My favorite things

Jun 29, 2009

1 - Hand & Body Position -- Should you look down at your hands? How to use 'eye flips'

You'll learn it as you progress. If you wish to learn it right now, try this video at U-tube. Or if you prefer lady teacher, you can check with this one.

Both lecture is quite relevant what is required. But if you have been playing with you PC keyboard a while, you must be well aware of your body position. Easy with PC keyboard does apply to the easy position with piano keyboard.

What could be the best way to learn jazz piano is you enjoy it. Sing your favorite tune as you walk. Keep rhythm with you body. The body movement is usally quite stable up until you reach 70 years old. (Well, this is my experience. So you may enjoy the stable movement till you die.)

Keep rhythm is much more important to learn how to play jazz piano.

Leave us your comments. At the tail of your comment, put your url so that you get back link from my blog.

Jun 24, 2009

33 Tips to Becoming a Great Pianist

I have noticed that this article could help. I agree with their comment that you are like a horse pulling carriage with eyemask. You don't know what's happening around you nor where you are heading to. Well, for that matter, it could be said to any other skill learning as well.

You need some kind of whole picture to measure your progress. Although there are some double notation, this list covers the themes nicely. I'll be going through item-by-item on this blog.

So tune in on us within a week.

33 Tips to Becoming a Great Pianist: "In our piano teaching studio at Piano University we have identified 33 distinct skill that must be developed if a person wants to play up to the limit of her or his potential. Here they are:

1 - Hand & Body Position -- Should you look down at your hands? How to use 'eye flips'

2 - The key to productive practice -- Spaced repetition

3 - Attitude -- how it affects your learning

4 - How & when to pedal. Using explosive dynamics

5 - Exposure: why it's critically important

6 - Ear Training -- Intervals from 2nds to 13ths

7 - Fingering -- which finger do you use when?

8 - Chord substitutions that create fantastic sounds

9 - Chord recognition -- how to recognize what chord is being used

10 - Musical vocabulary: tempo words, form words

11- Arranging: how is your 'bag of tricks' coming along? 'Head arrangments'

12 - Melodic sense: how does the melody relate to the chords?

13 - Sight-reading: 7 fundamentals you just cannot ignore

14 - Key orientation: Can you think in the key you're playing in?

15 - Scanning the score before you start playing

16 - Mental practice -- how to learn music in bed

17 - Repertoire: Why you need one to be prepared for any opportunity

18 - Goal setting: How good can you get? Is there a limit?

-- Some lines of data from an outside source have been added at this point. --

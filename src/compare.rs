//! `copycat compare`: one-off similarity of two files under a scope's model.

use anyhow::{Context, Result};
use std::path::Path;

use crate::config::Config;
use crate::pipeline::Pipeline;
use crate::submit::resolve_format;

pub async fn run_compare(config: &Config, a: &Path, b: &Path, scope: &str) -> Result<()> {
    let a_bytes = std::fs::read(a).with_context(|| format!("Failed to read file: {}", a.display()))?;
    let b_bytes = std::fs::read(b).with_context(|| format!("Failed to read file: {}", b.display()))?;

    let pipeline = Pipeline::open(config).await?;
    let a_text = pipeline
        .engine
        .normalized_text(&a_bytes, &resolve_format(a, None))
        .await;
    let b_text = pipeline
        .engine
        .normalized_text(&b_bytes, &resolve_format(b, None))
        .await;
    let score = pipeline.engine.compare(scope, &a_text, &b_text).await;
    pipeline.close().await;
    let score = score?;

    println!("similarity: {:.4}", score);
    Ok(())
}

19 - Rhythm awareness -- samba, bossa nova, bolero, etc.

20 - Why knowing music history is important to you

21 - Idea stealing -- how and where & from who

22 - 12-bar blues; creating a motif; 'blue notes'

23 - Extended chords: 6th, 7th, 9th, 11th, 13th, suspensions

24 - Technique acquisition: rubber balls, fingering drills

25 - Harmonization: Using I, IV & V to harmonize

26 - Key identification: Recognizing key signatures

27 - Voicing: Open, closed, registers, color tones

28 - Improvisation: Making music right out of your head

29 - Harmony & theory: How much should you know?

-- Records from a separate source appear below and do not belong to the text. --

impl Engine {
    pub fn new(repo: Arc<dyn SubmissionRepository>, extractor: Extractor) -> Self {
        Self {
            repo,
            extractor,
            detection: DetectionParams::default(),
            model: ModelParams::default(),
            snapshots: RwLock::new(HashMap::new()),
            pending: Mutex::new(HashMap::new()),
            scope_locks: Mutex::new(HashMap::new()),
            next_generation: AtomicU64::new(0),
            rebuild_after_record: true,
        }
    }

    pub fn with_detection(mut self, detection: DetectionParams) -> Self {
        self.detection = detection;
        self
    }

    pub fn with_model(mut self, model: ModelParams) -> Self {
        self.model = model;
        self
    }

    /// Whether `evaluate` refits the scope once `rebuild_every` usable
    /// submissions have accumulated. On by default; a process that exits
    /// after one submission turns it off, since the next process fits
    /// the corpus from scratch on first use anyway.
    pub fn with_rebuild_after_record(mut self, enabled: bool) -> Self {
        self.rebuild_after_record = enabled;
        self
    }

    pub fn detection(&self) -> &DetectionParams {
        &self.detection
    }

    /// Extract and normalize a payload the way `evaluate` does.
    pub async fn normalized_text(&self, bytes: &[u8], format: &Format) -> String {
        normalize(&self.extractor.extract_or_empty(bytes, format).await)
    }

    /// The installed snapshot for `scope_id`, if one has been built.
    pub fn current_snapshot(&self, scope_id: &str) -> Option<Arc<ScopeSnapshot>> {
        self.snapshots
            .read()
            .unwrap_or_else(|e| e.into_inner())
            .get(scope_id)
            .cloned()
    }

    /// Score one submission and record it.
    pub async fn evaluate(
        &self,
        bytes: &[u8],
        format: &Format,
        author_id: &str,
        scope_id: &str,
    ) -> Result<Verdict, EngineError> {
        let submission_id = uuid::Uuid::new_v4().to_string();
        let fp = fingerprint(bytes);
        let text = self.normalized_text(bytes, format).await;
        debug!(
            submission = %submission_id,
            format = %format,
            chars = normalized_len(&text),
            "extracted submission"
        );

        let scope_lock = self.scope_lock(scope_id);
        let guard = scope_lock.lock().await;

        let (verdict, normalized_text) = if normalized_len(&text) < self.detection.min_text_length
        {
            let verdict = Verdict {
                submission_id,
                fingerprint: fp,
                fingerprint_collision: false,
                score: 0.0,
                best_match: None,
                status: VerdictStatus::Rejected,
                reason: REASON_LOW_QUALITY.to_string(),
                created_at: Utc::now(),
            };
            (verdict, None)
        } else {
            let verdict = self
                .score(submission_id, fp, &text, author_id, scope_id)
                .await?;
            (verdict, Some(text))
        };

        info!(
            submission = %verdict.submission_id,
            author = author_id,
            scope = scope_id,
            status = %verdict.status,
            score = verdict.score,
            reason = %verdict.reason,
            "verdict"
        );

        let usable = normalized_text.is_some();
        let record = SubmissionRecord {
            author_id: author_id.to_string(),
            scope_id: scope_id.to_string(),
            format: format.label().to_string(),
            normalized_text,
            verdict,
        };
        self.repo
            .record(&record)
            .await
            .map_err(EngineError::RepositoryUnavailable)?;
        drop(guard);

        if usable && self.rebuild_after_record && self.mark_pending(scope_id) {
            if let Err(e) = self.rebuild_index(scope_id).await {
                warn!(scope = scope_id, error = %e, "rebuild after submission failed");
            }
        }

        Ok(record.verdict)
    }

    /// Fit and index the scope's full corpus, then install it.
    ///
    /// Returns the snapshot installed afterwards, which is a newer one if a
    /// concurrent rebuild finished first.
    pub async fn rebuild_index(&self, scope_id: &str) -> Result<Arc<ScopeSnapshot>, EngineError> {
        let generation = self.next_generation.fetch_add(1, Ordering::SeqCst) + 1;
        let corpus = self
            .repo
            .list_corpus(scope_id, None)
            .await
            .map_err(EngineError::RepositoryUnavailable)?;

        let scope = scope_id.to_string();
        let params = self.model;
        let built = tokio::task::spawn_blocking(move || {
            ScopeSnapshot::build(&scope, generation, &corpus, &params)
        })
        .await;
        let built = match built {
            Ok(snapshot) => Arc::new(snapshot),
            Err(e) if e.is_panic() => std::panic::resume_unwind(e.into_panic()),
            Err(e) => return Err(EngineError::Interrupted(e.to_string())),
        };

        Ok(self.install(built))
    }

    /// Install `built` unless a newer generation is already in place.
    /// Returns whichever snapshot is installed afterwards.
    fn install(&self, built: Arc<ScopeSnapshot>) -> Arc<ScopeSnapshot> {
        let mut snapshots = self.snapshots.write().unwrap_or_else(|e| e.into_inner());
        match snapshots.get(&built.scope_id) {
            Some(current) if current.generation > built.generation => {
                debug!(
                    scope = %built.scope_id,
                    generation = built.generation,
                    installed = current.generation,
                    "discarding superseded rebuild"
                );
                Arc::clone(current)
            }
            _ => {
                info!(
                    scope = %built.scope_id,
                    generation = built.generation,
                    documents = built.len(),
                    vocabulary = built.model.dimension(),
                    "installed scope snapshot"
                );
                snapshots.insert(built.scope_id.clone(), Arc::clone(&built));
                built
            }
        }
    }

    /// Similarity of two raw texts under the scope's current model.
    pub async fn compare(&self, scope_id: &str, a: &str, b: &str) -> Result<f64, EngineError> {
        let snapshot = match self.current_snapshot(scope_id) {
            Some(s) => s,
            None => self.rebuild_index(scope_id).await?,
        };
        Ok(hybrid_similarity(
            &snapshot.model,
            &normalize(a),
            &normalize(b),
            self.detection.noise_floor,
        ))
    }

    async fn score(
        &self,
        submission_id: String,
        fp: Fingerprint,
        text: &str,
        author_id: &str,
        scope_id: &str,
    ) -> Result<Verdict, EngineError> {
        let exclude = self.detection.exclude_same_author.then_some(author_id);
        let corpus = self
            .repo
            .list_corpus(scope_id, exclude)
            .await
            .map_err(EngineError::RepositoryUnavailable)?;

        if let Some(dup) = corpus.iter().find(|e| e.fingerprint == fp) {
            return Ok(Verdict {
                submission_id,
                fingerprint: fp,
                fingerprint_collision: true,
                score: 1.0,
                best_match: Some(BestMatch {
                    document_id: dup.id.clone(),
                    author_id: dup.author_id.clone(),
                }),
                status: VerdictStatus::Rejected,
                reason: format!("exact duplicate of {}", dup.author_id),
                created_at: Utc::now(),
            });
        }

        let snapshot = self.snapshot_for(scope_id, &corpus).await?;
        let best = self.best_match(&snapshot, text, &corpus);

        let (score, best_match) = match best {
            Some((score, pos)) => (
                score,
                Some(BestMatch {
                    document_id: corpus[pos].id.clone(),
                    author_id: corpus[pos].author_id.clone(),
                }),
            ),
            None => (0.0, None),
        };

        let (status, reason) = match &best_match {
            Some(m) if score > self.detection.rejection_threshold => (
                VerdictStatus::Rejected,
                format!(
                    "high similarity with {} ({:.0}%)",
                    m.author_id,
                    score * 100.0
                ),
            ),
            _ => (VerdictStatus::Accepted, REASON_ORIGINAL.to_string()),
        };

        Ok(Verdict {
            submission_id,
            fingerprint: fp,
            fingerprint_collision: false,
            score,
            best_match,
            status,
            reason,
            created_at: Utc::now(),
        })
    }

    /// The installed snapshot, built now if the scope has none or if it was
    /// fit over no usable text while the corpus has some.
    async fn snapshot_for(
        &self,
        scope_id: &str,
        corpus: &[CorpusEntry],
    ) -> Result<Arc<ScopeSnapshot>, EngineError> {
        match self.current_snapshot(scope_id) {
            Some(s) if !s.model.is_empty() => Ok(s),
            Some(s) => {
                let known: HashSet<&str> = s.entries.iter().map(|e| e.id.as_str()).collect();
                let has_new_text = corpus
                    .iter()
                    .any(|e| e.normalized_text.is_some() && !known.contains(e.id.as_str()));
                if has_new_text {
                    self.rebuild_index(scope_id).await
                } else {
                    Ok(s)
                }
            }
            None => self.rebuild_index(scope_id).await,
        }
    }

    /// Highest-scoring corpus entry as `(score, corpus position)`.
    ///
    /// Ties go to the earliest entry. Scores under the noise floor count as
    /// no match.
    fn best_match(
        &self,
        snapshot: &ScopeSnapshot,
        text: &str,
        corpus: &[CorpusEntry],
    ) -> Option<(f64, usize)> {
        if snapshot.model.is_empty() || corpus.is_empty() {
            return None;
        }

        let positions: HashMap<&str, usize> = corpus
            .iter()
            .enumerate()
            .map(|(i, e)| (e.id.as_str(), i))
            .collect();

        let query = snapshot.model.embed(text);
        let mut best: Option<(f64, usize)> = None;
        let mut consider = |score: f64, pos: usize| match best {
            Some((s, p)) if s > score || (s == score && p < pos) => {}
            _ => best = Some((score, pos)),
        };

        for n in snapshot.index.query(&query, snapshot.index.len()) {
            let entry = &snapshot.entries[n.position];
            if let Some(&pos) = positions.get(entry.id.as_str()) {
                consider(similarity_from_distance(n.distance), pos);
            }
        }

        // Entries recorded since the snapshot was built are outside its
        // vocabulary, so each is scored under a fit of its own pair.
        let indexed: HashSet<&str> = snapshot.entries.iter().map(|e| e.id.as_str()).collect();
        for (pos, entry) in corpus.iter().enumerate() {
            if indexed.contains(entry.id.as_str()) {
                continue;
            }
            if let Some(other) = entry.normalized_text.as_deref() {
                consider(pairwise_similarity(text, other, &self.model), pos);
            }
        }

        best.map(|(s, p)| (apply_noise_floor(s, self.detection.noise_floor), p))
            .filter(|(s, _)| *s > 0.0)
    }

    fn scope_lock(&self, scope_id: &str) -> Arc<tokio::sync::Mutex<()>> {
        let mut locks = self.scope_locks.lock().unwrap_or_else(|e| e.into_inner());
        Arc::clone(locks.entry(scope_id.to_string()).or_default())
    }

    /// Count one usable submission; true when a rebuild is due.
    fn mark_pending(&self, scope_id: &str) -> bool {
        let mut pending = self.pending.lock().unwrap_or_else(|e| e.into_inner());
        let count = pending.entry(scope_id.to_string()).or_insert(0);
        *count += 1;
        if *count >= self.model.rebuild_every.max(1) {
            *count = 0;
            true
        } else {
            false
        }
    }
}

30 - Stylistic devices: Western, boogie, jazz, etc.

31 - Analysis: How to understand what you're hearing

32 - Riffs & runs & fills: How to develop them

33 - Cross-pollination: The best of all worlds!

There certainly is the information overload to learn jazz piano.

This is my first post on "how to play jazz piano". I have been learning internet marketing for 6 years. The conclusion of those years is that I go back to the basic. Do whatever you love to do. And this is my site to tell my way= lazy way to learn jazz piano.

I've been checking through those video on piano lessons at YouTube every now and then out of my curiosity. They are wonderful! But they are wonderful only if you had done finger training for certain extent and if you had learned how to read notes on sheets. Well, you don't have to read thoroughly, though. I mean you don't need to be able to play as you read if the score is of one of those classic music.

Since I started playing piano as late as 17 years old, my finger was totally in lack of training. So I have known that if I cannot play, I cannot read sheet nor figner positions on keyboard.

I started learn jazz piano as I started finger training using Hanon. I had two teachers, one for fingers and the other for jazz play.